Member of the Minnesota House of Representatives from the 47B district
- In office January 7, 2003 – January 4, 2005
- Preceded by: John Jordan
- Succeeded by: Melissa Hortman

Personal details
- Born: November 27, 1967 (age 58) Coon Rapids, Minnesota, US
- Party: Republican
- Spouse: Troy Olsen
- Children: 2 (adopted)
- Education: St. Cloud State University (B.S.)
- Profession: Educator, politician

= Stephanie Olsen =

American educator and politician

Stephanie Olsen (born November 27, 1967) is an American educator and former Republican politician who served as a member of the Minnesota House of Representatives for one term. She represented District 47B from 2003 until 2005, when she was defeated by future Speaker of the Minnesota House Melissa Hortman.

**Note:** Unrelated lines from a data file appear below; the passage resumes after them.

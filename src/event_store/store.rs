//! Event Store - bounded in-memory window of usage events
//!
//! The EventStore keeps the most recent events in arrival order together
//! with lifetime counters. Window and counters sit behind one `RwLock` so
//! every read sees them as of the same instant.

use std::collections::VecDeque;
use std::sync::Arc;

use parking_lot::RwLock;

use super::query::normalize_tenant;
use super::stats::EventStats;
use crate::types::UsageEvent;

/// Default number of events retained in the window
pub const MAX_RETAINED: usize = 10_000;

/// Default number of events returned by `list`
pub const DEFAULT_LIST_LIMIT: usize = 100;

/// Configuration for the EventStore
#[derive(Debug, Clone, Copy, PartialEq, Eq)]
pub struct EventStoreConfig {
    /// Maximum number of events kept in the window
    pub max_retained: usize,
}

impl Default for EventStoreConfig {
    fn default() -> Self {
        Self {
            max_retained: MAX_RETAINED,
        }
    }
}

impl EventStoreConfig {
    /// Create config with a custom window capacity
    pub fn new(max_retained: usize) -> Self {
        Self { max_retained }
    }
}

/// Outcome of a single batch ingest
#[derive(Debug, Clone, Copy, Default, PartialEq, Eq)]
pub struct IngestSummary {
    /// Number of events accepted (always the batch size)
    pub accepted: usize,
    pub allowed: u64,
    pub denied: u64,
    /// Events dropped from the front of the window to stay within capacity
    pub evicted: usize,
}

/// State guarded by the store lock.
#[derive(Debug)]
struct EventWindow {
    events: VecDeque<Arc<UsageEvent>>,
    total_received: u64,
    total_allowed: u64,
    total_denied: u64,
}

impl EventWindow {
    fn new() -> Self {
        Self {
            events: VecDeque::new(),
            total_received: 0,
            total_allowed: 0,
            total_denied: 0,
        }
    }
}

/// Concurrency-safe bounded event store
///
/// `ingest` and `clear` take the write lock; `list`, `stats` and `snapshot`
/// take the read lock. No lock is held after an operation returns.
#[derive(Debug)]
pub struct EventStore {
    config: EventStoreConfig,
    window: RwLock<EventWindow>,
}

impl Default for EventStore {
    fn default() -> Self {
        Self::new()
    }
}

impl EventStore {
    /// Create a new EventStore retaining up to `MAX_RETAINED` events
    pub fn new() -> Self {
        Self::with_config(EventStoreConfig::default())
    }

    /// Create a new EventStore with custom config
    pub fn with_config(config: EventStoreConfig) -> Self {
        Self {
            config,
            window: RwLock::new(EventWindow::new()),
        }
    }

    /// Get the configuration
    pub fn config(&self) -> &EventStoreConfig {
        &self.config
    }

    /// Maximum number of retained events
    pub fn capacity(&self) -> usize {
        self.config.max_retained
    }

    /// Append a batch and advance the lifetime counters
    ///
    /// The whole batch is applied under one write lock, so readers observe
    /// either none or all of it. Counters advance by the full batch even for
    /// events that are immediately evicted.
    pub fn ingest(&self, batch: Vec<UsageEvent>) -> IngestSummary {
        let accepted = batch.len();
        let allowed = batch.iter().filter(|e| e.allowed).count() as u64;
        let denied = accepted as u64 - allowed;

        // Only the tail of an oversized batch can survive.
        let capacity = self.config.max_retained;
        let skip = accepted.saturating_sub(capacity);
        let incoming: Vec<Arc<UsageEvent>> = batch.into_iter().skip(skip).map(Arc::new).collect();

        let mut window = self.window.write();

        let overflow = (window.events.len() + incoming.len()).saturating_sub(capacity);
        window.events.drain(..overflow);
        window.events.extend(incoming);

        window.total_received += accepted as u64;
        window.total_allowed += allowed;
        window.total_denied += denied;

        IngestSummary {
            accepted,
            allowed,
            denied,
            evicted: skip + overflow,
        }
    }

    /// List retained events newest-first
    ///
    /// An empty or absent `tenant_filter` disables filtering; otherwise only
    /// events whose tenant key equals it exactly are returned. At most
    /// `limit` events are returned.
    pub fn list(&self, tenant_filter: Option<&str>, limit: usize) -> Vec<Arc<UsageEvent>> {
        let tenant_filter = normalize_tenant(tenant_filter);
        let window = self.window.read();

        window
            .events
            .iter()
            .rev()
            .filter(|e| tenant_filter.map_or(true, |t| e.tenant_key == t))
            .take(limit)
            .cloned()
            .collect()
    }

    /// Read all counters and the retained count as of one instant
    pub fn stats(&self) -> EventStats {
        let window = self.window.read();
        EventStats {
            total_received: window.total_received,
            total_allowed: window.total_allowed,
            total_denied: window.total_denied,
            stored_events: window.events.len(),
        }
    }

    /// Empty the window and zero the counters
    pub fn clear(&self) {
        let mut window = self.window.write();
        window.events.clear();
        window.total_received = 0;
        window.total_allowed = 0;
        window.total_denied = 0;
    }

    /// Copy of the whole window, oldest first
    pub fn snapshot(&self) -> Vec<Arc<UsageEvent>> {
        self.window.read().events.iter().cloned().collect()
    }

    /// Number of retained events
    pub fn len(&self) -> usize {
        self.window.read().events.len()
    }

    pub fn is_empty(&self) -> bool {
        self.len() == 0
    }
}
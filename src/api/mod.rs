//! API module for HTTP endpoints
//!
//! Thin translation layers between the wire protocols (JSON over HTTP,
//! protobuf over gRPC) and the event store.

pub mod grpc;
pub mod http;
pub mod rest;
pub mod state;

pub use grpc::GrpcEventService;
pub use http::create_router;
pub use state::AppState;
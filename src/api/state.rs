//! Shared application state

use std::sync::Arc;
use std::time::Duration;

use crate::event_store::EventStore;

/// Default per-request timeout
pub const DEFAULT_REQUEST_TIMEOUT: Duration = Duration::from_secs(5);

/// State handed to every request handler
pub struct AppState {
    /// The one event store for this process
    pub store: Arc<EventStore>,

    /// Applied to every request by the router
    pub request_timeout: Duration,
}

impl AppState {
    /// Create a new AppState around an existing store
    pub fn new(store: Arc<EventStore>) -> Self {
        Self {
            store,
            request_timeout: DEFAULT_REQUEST_TIMEOUT,
        }
    }

    pub fn with_request_timeout(mut self, request_timeout: Duration) -> Self {
        self.request_timeout = request_timeout;
        self
    }
}

#[cfg(test)]
mod tests {
    use super::*;
    use crate::types::UsageEvent;

    #[test]
    fn test_state_shares_store() {
        let store = Arc::new(EventStore::new());
        let state = AppState::new(Arc::clone(&store));

        state.store.ingest(vec![UsageEvent::new("k", true)]);

        assert_eq!(store.len(), 1);
        assert_eq!(state.request_timeout, DEFAULT_REQUEST_TIMEOUT);
    }
}
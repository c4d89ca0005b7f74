//! `edgequota.events.v1` protobuf messages and the `EventService` server
//!
//! Mirrors `proto/edgequota/events/v1/events.proto`. The messages derive
//! `prost::Message` directly and the server follows the shape tonic's code
//! generator emits, so no `protoc` is needed at build time.

use std::convert::Infallible;
use std::sync::Arc;
use std::task::{Context, Poll};

use tonic::body::{empty_body, BoxBody};
use tonic::codegen::{http, Body, BoxFuture, Service, StdError};

/// Fully qualified gRPC service name
pub const SERVICE_NAME: &str = "edgequota.events.v1.EventService";

const PUBLISH_EVENTS_PATH: &str = "/edgequota.events.v1.EventService/PublishEvents";

#[derive(Clone, PartialEq, ::prost::Message)]
pub struct UsageEvent {
    #[prost(string, tag = "1")]
    pub key: String,
    #[prost(string, tag = "2")]
    pub tenant_key: String,
    #[prost(string, tag = "3")]
    pub method: String,
    #[prost(string, tag = "4")]
    pub path: String,
    #[prost(bool, tag = "5")]
    pub allowed: bool,
    #[prost(int64, tag = "6")]
    pub remaining: i64,
    #[prost(int64, tag = "7")]
    pub limit: i64,
    #[prost(string, tag = "8")]
    pub timestamp: String,
    #[prost(int32, tag = "9")]
    pub status_code: i32,
    #[prost(string, tag = "10")]
    pub request_id: String,
}

#[derive(Clone, PartialEq, ::prost::Message)]
pub struct PublishEventsRequest {
    #[prost(message, repeated, tag = "1")]
    pub events: Vec<UsageEvent>,
}

#[derive(Clone, Copy, PartialEq, ::prost::Message)]
pub struct PublishEventsResponse {
    #[prost(int64, tag = "1")]
    pub accepted: i64,
}

impl From<UsageEvent> for crate::types::UsageEvent {
    fn from(event: UsageEvent) -> Self {
        Self {
            key: event.key,
            tenant_key: event.tenant_key,
            method: event.method,
            path: event.path,
            allowed: event.allowed,
            remaining: event.remaining,
            limit: event.limit,
            timestamp: event.timestamp,
            status_code: event.status_code,
            request_id: event.request_id,
        }
    }
}

/// Server-side handler for `edgequota.events.v1.EventService`
#[tonic::async_trait]
pub trait EventService: Send + Sync + 'static {
    async fn publish_events(
        &self,
        request: tonic::Request<PublishEventsRequest>,
    ) -> Result<tonic::Response<PublishEventsResponse>, tonic::Status>;
}

/// Tower service routing gRPC calls to an `EventService` implementation
#[derive(Debug)]
pub struct EventServiceServer<T> {
    inner: Arc<T>,
}

impl<T: EventService> EventServiceServer<T> {
    pub fn new(inner: T) -> Self {
        Self::from_arc(Arc::new(inner))
    }

    pub fn from_arc(inner: Arc<T>) -> Self {
        Self { inner }
    }
}

impl<T> Clone for EventServiceServer<T> {
    fn clone(&self) -> Self {
        Self {
            inner: Arc::clone(&self.inner),
        }
    }
}

impl<T> tonic::server::NamedService for EventServiceServer<T> {
    const NAME: &'static str = SERVICE_NAME;
}

struct PublishEventsSvc<T>(Arc<T>);

impl<T: EventService> tonic::server::UnaryService<PublishEventsRequest> for PublishEventsSvc<T> {
    type Response = PublishEventsResponse;
    type Future = BoxFuture<tonic::Response<Self::Response>, tonic::Status>;

    fn call(&mut self, request: tonic::Request<PublishEventsRequest>) -> Self::Future {
        let inner = Arc::clone(&self.0);
        Box::pin(async move { inner.publish_events(request).await })
    }
}

impl<T, B> Service<http::Request<B>> for EventServiceServer<T>
where
    T: EventService,
    B: Body + Send + 'static,
    B::Error: Into<StdError> + Send + 'static,
{
    type Response = http::Response<BoxBody>;
    type Error = Infallible;
    type Future = BoxFuture<Self::Response, Self::Error>;

    fn poll_ready(&mut self, _cx: &mut Context<'_>) -> Poll<Result<(), Self::Error>> {
        Poll::Ready(Ok(()))
    }

    fn call(&mut self, req: http::Request<B>) -> Self::Future {
        match req.uri().path() {
            PUBLISH_EVENTS_PATH => {
                let inner = Arc::clone(&self.inner);
                Box::pin(async move {
                    // Batches are never rejected for size
                    let mut grpc = tonic::server::Grpc::new(tonic::codec::ProstCodec::default())
                        .apply_max_message_size_config(Some(usize::MAX), None);
                    Ok(grpc.unary(PublishEventsSvc(inner), req).await)
                })
            }
            _ => Box::pin(async move {
                let mut response = http::Response::new(empty_body());
                let headers = response.headers_mut();
                headers.insert(
                    http::header::HeaderName::from_static("grpc-status"),
                    http::HeaderValue::from(tonic::Code::Unimplemented as i32),
                );
                headers.insert(
                    http::header::CONTENT_TYPE,
                    http::HeaderValue::from_static("application/grpc"),
                );
                Ok(response)
            }),
        }
    }
}
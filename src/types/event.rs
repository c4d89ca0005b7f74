//! Usage event type
//!
//! A `UsageEvent` records one rate-limit decision taken by the EdgeQuota edge
//! service. Events are immutable once received: the store only ever hands out
//! shared, read-only views of them.

use serde::{Deserialize, Serialize};

use super::null_as_default;

/// One usage decision pushed by the edge service
#[derive(Debug, Clone, PartialEq, Eq, Serialize, Deserialize)]
pub struct UsageEvent {
    /// Rate-limit bucket identity
    pub key: String,
    /// Tenant the request was attributed to; empty when none was assigned
    #[serde(
        default,
        deserialize_with = "null_as_default",
        skip_serializing_if = "String::is_empty"
    )]
    pub tenant_key: String,
    #[serde(default, deserialize_with = "null_as_default")]
    pub method: String,
    #[serde(default, deserialize_with = "null_as_default")]
    pub path: String,
    /// Decision outcome
    #[serde(default, deserialize_with = "null_as_default")]
    pub allowed: bool,
    /// Tokens left after the decision
    #[serde(default, deserialize_with = "null_as_default")]
    pub remaining: i64,
    /// Configured burst/limit for the bucket
    #[serde(default, deserialize_with = "null_as_default")]
    pub limit: i64,
    /// Producer-supplied timestamp, kept verbatim
    #[serde(default, deserialize_with = "null_as_default")]
    pub timestamp: String,
    #[serde(default, deserialize_with = "null_as_default")]
    pub status_code: i32,
    /// Correlation id; carried through but never interpreted
    #[serde(
        default,
        deserialize_with = "null_as_default",
        skip_serializing_if = "String::is_empty"
    )]
    pub request_id: String,
}

impl UsageEvent {
    /// Create an event for `key` with every other field zeroed
    pub fn new(key: impl Into<String>, allowed: bool) -> Self {
        Self {
            key: key.into(),
            tenant_key: String::new(),
            method: String::new(),
            path: String::new(),
            allowed,
            remaining: 0,
            limit: 0,
            timestamp: String::new(),
            status_code: 0,
            request_id: String::new(),
        }
    }

    /// Builder-style tenant assignment
    pub fn with_tenant(mut self, tenant_key: impl Into<String>) -> Self {
        self.tenant_key = tenant_key.into();
        self
    }

    /// Builder-style request line
    pub fn with_request(mut self, method: impl Into<String>, path: impl Into<String>) -> Self {
        self.method = method.into();
        self.path = path.into();
        self
    }

    /// Tenant key as an optional value, `None` when unassigned
    pub fn tenant(&self) -> Option<&str> {
        if self.tenant_key.is_empty() {
            None
        } else {
            Some(&self.tenant_key)
        }
    }

    /// Request id as an optional value, `None` when absent
    pub fn request_id(&self) -> Option<&str> {
        if self.request_id.is_empty() {
            None
        } else {
            Some(&self.request_id)
        }
    }
}
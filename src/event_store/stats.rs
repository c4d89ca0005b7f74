//! Event Store statistics
//!
//! Point-in-time view of the lifetime counters and the retained count.

use serde::{Deserialize, Serialize};

/// Counters as returned by `GET /events/stats`
#[derive(Debug, Clone, Copy, Default, PartialEq, Eq, Serialize, Deserialize)]
pub struct EventStats {
    /// Events ingested since start or the last clear
    pub total_received: u64,
    pub total_allowed: u64,
    pub total_denied: u64,
    /// Events currently held in the window (not a lifetime figure)
    pub stored_events: usize,
}
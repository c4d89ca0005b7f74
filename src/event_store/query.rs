//! List query normalization

use super::store::DEFAULT_LIST_LIMIT;

/// Parse a caller-supplied `limit`
///
/// Missing, non-numeric, zero or negative values fall back to
/// `DEFAULT_LIST_LIMIT`. There is no upper bound.
pub fn normalize_limit(raw: Option<&str>) -> usize {
    raw.and_then(|s| s.trim().parse::<usize>().ok())
        .filter(|&n| n > 0)
        .unwrap_or(DEFAULT_LIST_LIMIT)
}

/// Treat an empty tenant filter as no filter
pub fn normalize_tenant(raw: Option<&str>) -> Option<&str> {
    raw.filter(|t| !t.is_empty())
}
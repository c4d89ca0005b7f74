//! Data types for the events receiver
//!
//! Wire-level shapes shared by the store and the HTTP API.

mod event;
mod publish;

pub use event::UsageEvent;
pub use publish::{PublishEventsRequest, PublishEventsResponse};

use serde::{Deserialize, Deserializer};

/// Decode `null` as the type's default (for nullable producer fields)
pub fn null_as_default<'de, D, T>(deserializer: D) -> Result<T, D::Error>
where
    D: Deserializer<'de>,
    T: Default + Deserialize<'de>,
{
    Ok(Option::<T>::deserialize(deserializer)?.unwrap_or_default())
}
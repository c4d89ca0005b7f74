//! Event Store Module
//!
//! In-memory, bounded storage for usage events:
//! - `EventStore`: window of recent events plus lifetime counters
//! - `EventStats`: consistent read of the counters
//! - `normalize_limit`: query parameter handling for `list`
//!
//! # Architecture
//!
//! ```text
//! Write Path:
//! ┌─────────┐    ┌──────────────┐    ┌─────────────────┐
//! │ publish │───►│ ingest()     │───►│ evict oldest    │
//! │ batch   │    │ write lock   │    │ past capacity   │
//! └─────────┘    └──────────────┘    └─────────────────┘
//!
//! Read Path:
//! ┌─────────────┐    ┌──────────────┐
//! │ list/stats  │───►│ read lock,   │───► owned result
//! │             │    │ copy out     │
//! └─────────────┘    └──────────────┘
//! ```

mod query;
mod stats;
mod store;

pub use query::{normalize_limit, normalize_tenant};
pub use stats::EventStats;
pub use store::{EventStore, EventStoreConfig, IngestSummary, DEFAULT_LIST_LIMIT, MAX_RETAINED};
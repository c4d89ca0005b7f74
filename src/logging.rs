//! Tracing subscriber setup

use tracing_subscriber::EnvFilter;

use crate::config::LogFormat;

/// Install the global subscriber
///
/// An unparsable filter directive falls back to `info`.
pub fn init_tracing(directive: &str, format: LogFormat) {
    let filter = EnvFilter::try_new(directive).unwrap_or_else(|_| EnvFilter::new("info"));

    match format {
        LogFormat::Json => tracing_subscriber::fmt()
            .json()
            .with_env_filter(filter)
            .with_target(false)
            .init(),
        LogFormat::Text => tracing_subscriber::fmt()
            .with_env_filter(filter)
            .with_target(false)
            .init(),
    }
}
//! gRPC binding of the events protocol
//!
//! `EventService/PublishEvents` ingests a batch into the shared store. The
//! query endpoints stay on HTTP.

pub mod proto;

use std::sync::Arc;

use tonic::{Request, Response, Status};
use tracing::info;

use crate::event_store::EventStore;
use proto::{EventService, EventServiceServer, PublishEventsRequest, PublishEventsResponse};

/// `EventService` backed by an `EventStore`
#[derive(Debug, Clone)]
pub struct GrpcEventService {
    store: Arc<EventStore>,
}

impl GrpcEventService {
    pub fn new(store: Arc<EventStore>) -> Self {
        Self { store }
    }

    /// Wrap in the tower service tonic serves
    pub fn into_server(self) -> EventServiceServer<Self> {
        EventServiceServer::new(self)
    }
}

#[tonic::async_trait]
impl EventService for GrpcEventService {
    async fn publish_events(
        &self,
        request: Request<PublishEventsRequest>,
    ) -> Result<Response<PublishEventsResponse>, Status> {
        let batch = request
            .into_inner()
            .events
            .into_iter()
            .map(Into::into)
            .collect();

        let summary = self.store.ingest(batch);
        info!(
            count = summary.accepted,
            allowed = summary.allowed,
            denied = summary.denied,
            evicted = summary.evicted,
            transport = "grpc",
            "events received"
        );

        Ok(Response::new(PublishEventsResponse {
            accepted: summary.accepted as i64,
        }))
    }
}
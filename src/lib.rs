//! EdgeQuota Events Receiver
//!
//! Receives batches of usage events pushed by the EdgeQuota edge service,
//! keeps the most recent ones in a bounded in-memory window and serves a
//! small query API over them. Events arrive over HTTP/JSON or gRPC.
//!
//! # Features
//!
//! - **Bounded memory**: oldest events are evicted past a fixed capacity
//! - **Lifetime counters**: received/allowed/denied totals independent of eviction
//! - **Thread-Safe**: one `RwLock` guards window and counters together
//! - **Snapshots**: query results never change after they are returned
//!
//! # Modules
//!
//! - `types`: Wire data structures (UsageEvent, publish request/response)
//! - `event_store`: The bounded event store and its statistics
//! - `api`: Axum router, REST handlers and the gRPC `EventService`
//! - `config`: Flag/environment configuration
//! - `server`: Listener setup and graceful shutdown
//!
//! # Example
//!
//! ```
//! use edgequota_events::{EventStore, UsageEvent};
//!
//! let store = EventStore::new();
//! store.ingest(vec![
//!     UsageEvent::new("10.0.0.1", true).with_tenant("tenant-1"),
//!     UsageEvent::new("10.0.0.1", false).with_tenant("tenant-1"),
//! ]);
//!
//! let stats = store.stats();
//! assert_eq!(stats.total_received, 2);
//! assert_eq!(store.list(Some("tenant-1"), 10).len(), 2);
//! ```

pub mod api;
pub mod config;
pub mod error;
pub mod event_store;
pub mod logging;
pub mod server;
pub mod types;

// Re-export commonly used items at crate root
pub use error::{ServerError, ServerResult};
pub use event_store::{EventStats, EventStore, EventStoreConfig, IngestSummary, MAX_RETAINED};
pub use types::{PublishEventsRequest, PublishEventsResponse, UsageEvent};

/// Library version
pub const VERSION: &str = env!("CARGO_PKG_VERSION");

/// Library name
pub const NAME: &str = env!("CARGO_PKG_NAME");
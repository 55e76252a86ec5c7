//! End-to-end reconnect sequences on the tokio timer with paused time.

#![cfg(feature = "async-tokio")]

mod harness;

use std::time::Duration;

use harness::{MockFactory, URL, init_tracing};
use rsws_reconnect::{
    Builder, CloseCode, Event, EventKind, ReadyState, ReconnectConfig, TokioTimer,
};
use tokio::task::LocalSet;

#[tokio::test(start_paused = true)]
async fn test_reconnect_after_backoff() {
    init_tracing();
    LocalSet::new()
        .run_until(async {
            let factory = MockFactory::new();
            let socket = Builder::new(URL)
                .build(factory.clone(), TokioTimer::new())
                .unwrap();
            let mut events = socket.events();

            factory.socket(0).open();
            factory.socket(0).close(1006, "");

            assert!(matches!(events.next().await, Some(Event::Open(_))));
            assert!(matches!(events.next().await, Some(Event::Close(c)) if !c.is_final));
            match events.next().await {
                Some(Event::Reconnect(r)) => {
                    assert_eq!(r.attempt, 1);
                    assert_eq!(r.delay, Duration::from_secs(1));
                }
                other => panic!("expected reconnect, got {other:?}"),
            }
            assert!(socket.is_reconnect_pending());

            tokio::time::sleep(Duration::from_millis(999)).await;
            assert_eq!(factory.created(), 1);

            tokio::time::sleep(Duration::from_millis(2)).await;
            assert_eq!(factory.created(), 2);
            assert!(!socket.is_reconnect_pending());

            factory.socket(1).open();
            match events.next().await {
                Some(Event::Open(open)) => assert_eq!(open.attempts, 1),
                other => panic!("expected open, got {other:?}"),
            }
            assert_eq!(socket.ready_state(), ReadyState::Open);
        })
        .await;
}

#[tokio::test(start_paused = true)]
async fn test_close_aborts_timer() {
    init_tracing();
    LocalSet::new()
        .run_until(async {
            let factory = MockFactory::new();
            let socket = Builder::new(URL)
                .build(factory.clone(), TokioTimer::new())
                .unwrap();

            factory.socket(0).close(1006, "");
            assert!(socket.is_reconnect_pending());
            socket.close(CloseCode::Normal, "").unwrap();

            tokio::time::sleep(Duration::from_secs(30)).await;
            assert_eq!(factory.created(), 1);
        })
        .await;
}

#[tokio::test(start_paused = true)]
async fn test_delay_hint_on_tokio_timer() {
    init_tracing();
    LocalSet::new()
        .run_until(async {
            let factory = MockFactory::new();
            let socket = Builder::new(URL)
                .build(factory.clone(), TokioTimer::new())
                .unwrap();
            let mut reconnects = socket.events_of(&[EventKind::Reconnect]);

            factory.socket(0).close(1001, "maintenance delay=3");
            match reconnects.try_next() {
                Some(Event::Reconnect(r)) => assert_eq!(r.delay, Duration::from_secs(3)),
                other => panic!("expected reconnect, got {other:?}"),
            }

            tokio::time::sleep(Duration::from_secs(2)).await;
            assert_eq!(factory.created(), 1);
            tokio::time::sleep(Duration::from_millis(1001)).await;
            assert_eq!(factory.created(), 2);
        })
        .await;
}

#[tokio::test(start_paused = true)]
async fn test_retry_loop_to_exhaustion() {
    init_tracing();
    LocalSet::new()
        .run_until(async {
            let factory = MockFactory::new();
            let socket = Builder::new(URL)
                .config(ReconnectConfig::default().with_max_attempts(2u32))
                .build(factory.clone(), TokioTimer::new())
                .unwrap();
            let mut closes = socket.events_of(&[EventKind::Close]);

            factory.socket(0).close(1006, "");
            tokio::time::sleep(Duration::from_secs(2)).await;
            factory.socket(1).close(1006, "");
            tokio::time::sleep(Duration::from_secs(3)).await;
            factory.socket(2).close(1006, "");

            let first = closes.try_next();
            let last = closes.try_next();
            assert!(matches!(first, Some(Event::Close(c)) if !c.is_final));
            assert!(matches!(last, Some(Event::Close(c)) if c.is_final));
            assert_eq!(closes.try_next(), None);
            assert!(!socket.is_reconnect_pending());
        })
        .await;
}

#[tokio::test]
async fn test_stream_ends_when_socket_dropped() {
    init_tracing();
    use futures::StreamExt;

    LocalSet::new()
        .run_until(async {
            let factory = MockFactory::new();
            let socket = Builder::new(URL)
                .build(factory.clone(), TokioTimer::new())
                .unwrap();
            let mut events = socket.events();

            factory.socket(0).open();
            drop(socket);

            assert!(matches!(StreamExt::next(&mut events).await, Some(Event::Open(_))));
            assert_eq!(StreamExt::next(&mut events).await, None);
        })
        .await;
}
//! Reconnect delay computation.
//!
//! The policy is pure and deterministic: `delay(attempt) = factor ^ attempt`
//! seconds, with no jitter and no cap other than the attempt ceiling. A
//! server may override the computed value by putting `delay=<secs>` into the
//! close reason.

use std::time::Duration;

/// Default base for exponential growth.
pub const DEFAULT_BACKOFF_FACTOR: f64 = 2.0;

const DELAY_HINT: &str = "delay=";

/// Exponential backoff policy.
///
/// A factor of `2.0` yields 1s, 2s, 4s, 8s, ...; a factor of `1.0`
/// degenerates to a constant one second retry interval.
#[derive(Debug, Clone, Copy, PartialEq)]
pub struct BackoffPolicy {
    factor: f64,
}

impl Default for BackoffPolicy {
    fn default() -> Self {
        Self::exponential()
    }
}

impl BackoffPolicy {
    /// Create a policy with a custom growth factor.
    #[must_use]
    pub const fn new(factor: f64) -> Self {
        Self { factor }
    }

    /// Doubling backoff: 1s, 2s, 4s, ...
    #[must_use]
    pub const fn exponential() -> Self {
        Self::new(DEFAULT_BACKOFF_FACTOR)
    }

    /// Constant one second retry interval.
    #[must_use]
    pub const fn constant() -> Self {
        Self::new(1.0)
    }

    /// The growth factor.
    #[must_use]
    pub const fn factor(&self) -> f64 {
        self.factor
    }

    /// Computed delay before reconnect number `attempt + 1`.
    ///
    /// Saturates at [`Duration::MAX`] instead of overflowing.
    #[must_use]
    pub fn delay(&self, attempt: u32) -> Duration {
        let exponent = i32::try_from(attempt).unwrap_or(i32::MAX);
        let secs = self.factor.powi(exponent);
        Duration::try_from_secs_f64(secs).unwrap_or(if secs.is_nan() || secs < 0.0 {
            Duration::ZERO
        } else {
            Duration::MAX
        })
    }

    /// Delay for the given attempt, honoring a `delay=<secs>` hint in the
    /// close reason when one is present.
    #[must_use]
    pub fn next_delay(&self, attempt: u32, reason: &str) -> Duration {
        match parse_delay_hint(reason) {
            Some(secs) => Duration::from_secs(secs),
            None => self.delay(attempt),
        }
    }
}

/// Extract the first `delay=<digits>` hint from a close reason.
///
/// The hint may appear anywhere in the reason. Occurrences of `delay=` that
/// are not followed by a digit are skipped. Values too large for `u64`
/// saturate.
#[must_use]
pub fn parse_delay_hint(reason: &str) -> Option<u64> {
    reason.match_indices(DELAY_HINT).find_map(|(idx, _)| {
        let rest = &reason[idx + DELAY_HINT.len()..];
        let end = rest
            .find(|c: char| !c.is_ascii_digit())
            .unwrap_or(rest.len());
        let digits = &rest[..end];
        if digits.is_empty() {
            None
        } else {
            Some(digits.parse().unwrap_or(u64::MAX))
        }
    })
}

== Early life and career ==
Olsen was born on November 27, 1967 in Coon Rapids, Minnesota. She attended St. Cloud State University and received a Bachelors of Science in social studies and secondary education.

== Political career ==
Olsen first ran for office in 1995 in a special election to the Minnesota House of Representatives, where she was unsuccessful in gaining the Republican nomination. After the campaign she was hired by the Republican Caucus as an education researcher.

Olsen next ran for office in 2002 when, as a result of redistricting, district 47B was left without an incumbent. She defeated Minnesota Democratic–Farmer–Labor Party candidate Melissa Hortman, also of Brooklyn Park.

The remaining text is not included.